How to use text to image in Automatic1111

In this tutorial, we’ll explore an overview of the text-to-image functionality in Automatic1111. We’re assuming that you have already installed Automatic1111 and have some experience generating images using its text-to-image feature. If you’re new to Automatic1111 or need a refresher, we recommend visiting this helpful page first. Given that the interface of Automatic1111 has evolved over time and may continue to change, our focus will be on the key settings that are most impactful. So, let’s dive in and discover how to harness the full potential of this feature.

Model Selection

After launching Automatic1111, you’ll typically start on the ‘txt2img’ tab. Here, you can choose your desired model from the ‘Stable Diffusion checkpoint’ dropdown list. However, before you proceed, there are a few preparatory steps to ensure the best results:

  1. Determine the Desired Image Type: First, decide what kind of image you aim to create. Options might include:
    • Realistic images
    • Fantasy-themed images
    • Anime-style images
  2. Find a Suitable Model: Browse model sharing websites to find a model that aligns with your desired image type.
  3. Note the Model Creator’s Settings: Pay attention to the generation settings recommended by the model creator. The most crucial information includes:
    • Positive prompt
    • Negative prompt
    • Sampling method
    • Sampling steps
    • CFG Scale
    These parameters are vital for achieving the intended results. If specific parameters aren’t available from the model author, seek similar guidance from the community. Note that ideal parameters vary depending on the model and parameters that work for one model may not work for a different model.
  4. Download and Place the Model: Download the chosen model and place it in the models/Stable-diffusion directory within your Automatic1111 installation folder.

After setting up the model file(s), click the button with two arrows next to the ‘Stable Diffusion Checkpoint’ to refresh the model list.

To select your model:

  • Open the dropdown list and choose the model you’ve downloaded (e.g., ‘meinamix_meinaV7.safetensors’).
  • If the downloaded model doesn’t appear, close your browser, restart Automatic1111, and then reopen the browser.
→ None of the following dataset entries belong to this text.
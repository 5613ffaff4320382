#![cfg_attr(feature = "fail-on-warnings", deny(warnings))]
#![warn(clippy::all, clippy::pedantic, clippy::nursery, clippy::cargo)]
#![allow(clippy::multiple_crate_versions, clippy::cargo_common_metadata)]

//! Address standardization engine.
//!
//! Turns a raw address cell into a canonical written form:
//!
//! 1. [`clean`] strips markup and stray punctuation
//! 2. [`abbreviations`] expands directionals and street types
//! 3. [`parser`] splits the text into street/city/state/ZIP
//! 4. [`standardize`] normalizes explicit state, city, and ZIP cells
//! 5. [`title_case`] fixes capitalization
//! 6. [`row`] ties the steps together and builds a [`maps`] link
//!
//! Everything here is a pure function of its input. There is no I/O and
//! no shared mutable state, so rows can be processed in any order.

pub mod abbreviations;
pub mod clean;
pub mod maps;
pub mod parser;
pub mod row;
pub mod standardize;
pub mod states;
pub mod title_case;

pub use addrstd_address_models::{AddressComponents, RowInput, RowResult, StandardizeOptions};
pub use row::process_row;
#![cfg_attr(feature = "fail-on-warnings", deny(warnings))]
#![warn(clippy::all, clippy::pedantic, clippy::nursery, clippy::cargo)]
#![allow(clippy::multiple_crate_versions, clippy::cargo_common_metadata)]

//! Terminal helpers for the `addrstd` CLI.
//!
//! [`IndicatifProgress`] draws enrichment progress as a row counter, and
//! [`init_logger`] routes `log` output through `indicatif-log-bridge` so
//! log lines print above the bar instead of through it.

use std::sync::Arc;
use std::time::Duration;

use addrstd_table::progress::ProgressCallback;
use indicatif::{ProgressBar, ProgressStyle};

pub use indicatif::MultiProgress;

/// Terminal row counter for table enrichment.
pub struct IndicatifProgress {
    bar: ProgressBar,
    /// Used once the row count is known.
    bar_style: ProgressStyle,
}

impl IndicatifProgress {
    /// Spinner labelled `message` until the row count arrives, then a
    /// bar with rows done, percentage, and ETA.
    #[must_use]
    pub fn rows_bar(multi: &MultiProgress, message: &str) -> Arc<dyn ProgressCallback> {
        let bar = multi.add(ProgressBar::new_spinner());
        bar.enable_steady_tick(Duration::from_millis(100));
        bar.set_style(
            ProgressStyle::with_template("{spinner:.cyan} {msg}")
                .unwrap_or_else(|_| ProgressStyle::default_spinner()),
        );
        bar.set_message(message.to_string());

        let bar_style = ProgressStyle::with_template(
            "  {msg} {wide_bar:.cyan/dim} {pos}/{len} {percent}% [{eta}]",
        )
        .unwrap_or_else(|_| ProgressStyle::default_bar())
        .progress_chars("##-");

        Arc::new(Self { bar, bar_style })
    }
}

impl ProgressCallback for IndicatifProgress {
    fn set_total(&self, total: u64) {
        self.bar.set_length(total);
        self.bar.set_position(0);
        self.bar.set_style(self.bar_style.clone());
    }

    fn inc(&self, delta: u64) {
        self.bar.inc(delta);
    }

    fn set_message(&self, msg: String) {
        self.bar.set_message(msg);
    }

    fn finish(&self, msg: String) {
        self.bar.finish_with_message(msg);
    }
}

/// Initializes the global logger wrapped in `indicatif-log-bridge`.
///
/// Returns the [`MultiProgress`] that all progress bars must be added to.
#[must_use]
pub fn init_logger() -> MultiProgress {
    let multi = MultiProgress::new();

    let logger = pretty_env_logger::formatted_builder()
        .parse_env("RUST_LOG")
        .build();
    let level = logger.filter();

    // Already set when running under a test harness.
    indicatif_log_bridge::LogWrapper::new(multi.clone(), logger)
        .try_init()
        .ok();

    log::set_max_level(level);

    multi
}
By following these steps, you’ll be ready to start generating images with your chosen model in Automatic1111

Positive and negative prompts

Directly beneath the txt2img tab in Automatic1111, you will find fields to enter positive and negative prompts. In the positive prompt field, describe the attributes you wish to see in your generated image. Conversely, use the negative prompt field to specify elements you want to exclude from your image. Be aware, though, that this method isn’t failproof – the characteristics you specify in both positive and negative prompts may not always be accurately reflected in the final image.

The prompts are crucial for steering the direction of image generation. A practical strategy is to start with the prompts recommended on the model sharing website for your chosen model, then gradually adjust both positive and negative prompts as needed.
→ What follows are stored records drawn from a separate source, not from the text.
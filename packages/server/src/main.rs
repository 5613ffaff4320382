#![cfg_attr(feature = "fail-on-warnings", deny(warnings))]
#![warn(clippy::all, clippy::pedantic, clippy::nursery, clippy::cargo)]
#![allow(clippy::multiple_crate_versions, clippy::cargo_common_metadata)]

//! Address standardization server binary.

use addrstd_server_models::ServerConfig;

#[actix_web::main]
async fn main() -> std::io::Result<()> {
    pretty_env_logger::init_custom_env("RUST_LOG");
    addrstd_server::run_server(ServerConfig::from_env()).await
}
Take note of the ’25/75′ indicator in the interface: ’25’ represents the number of tokens used, which roughly corresponds to one word per token (although some words might require more than one token). The ’75’ refers to the original token limit in Stable Diffusion, but Automatic1111 can automatically extend this limit if you go beyond 25 tokens.

Below is an illustration showing the impact of using negative prompts in image generation. The first image was generated without any negative prompt.

The second image below was generated with negative prompt “bad quality”. Note that interpretation of bad quality can be subjective, but it shows a slightly more polished look.

Automatic1111 supports modifying the strength of token by enclosing in parentheses and specifying a number. In this case, the strength of “bad quality” was 1.5x of the original. This impacted the rendering of the man on the right.

Subtle change in strength of embedding has significant impact on the image generation. In general, specifying multipliers greater than 2 can lead to a low quality image. Below uses 3.

This is an extreme example of using 5 as the multiplier.

Sampling method

The sampling method in Stable Diffusion determines the sampler used during the denoising process of image generation. In this process, the UNet model predicts the noise present in a ‘noisy’ image. A sampler then uses mathematical computations to remove the required amount of noise at each iteration step specified in the ‘Sampling steps.’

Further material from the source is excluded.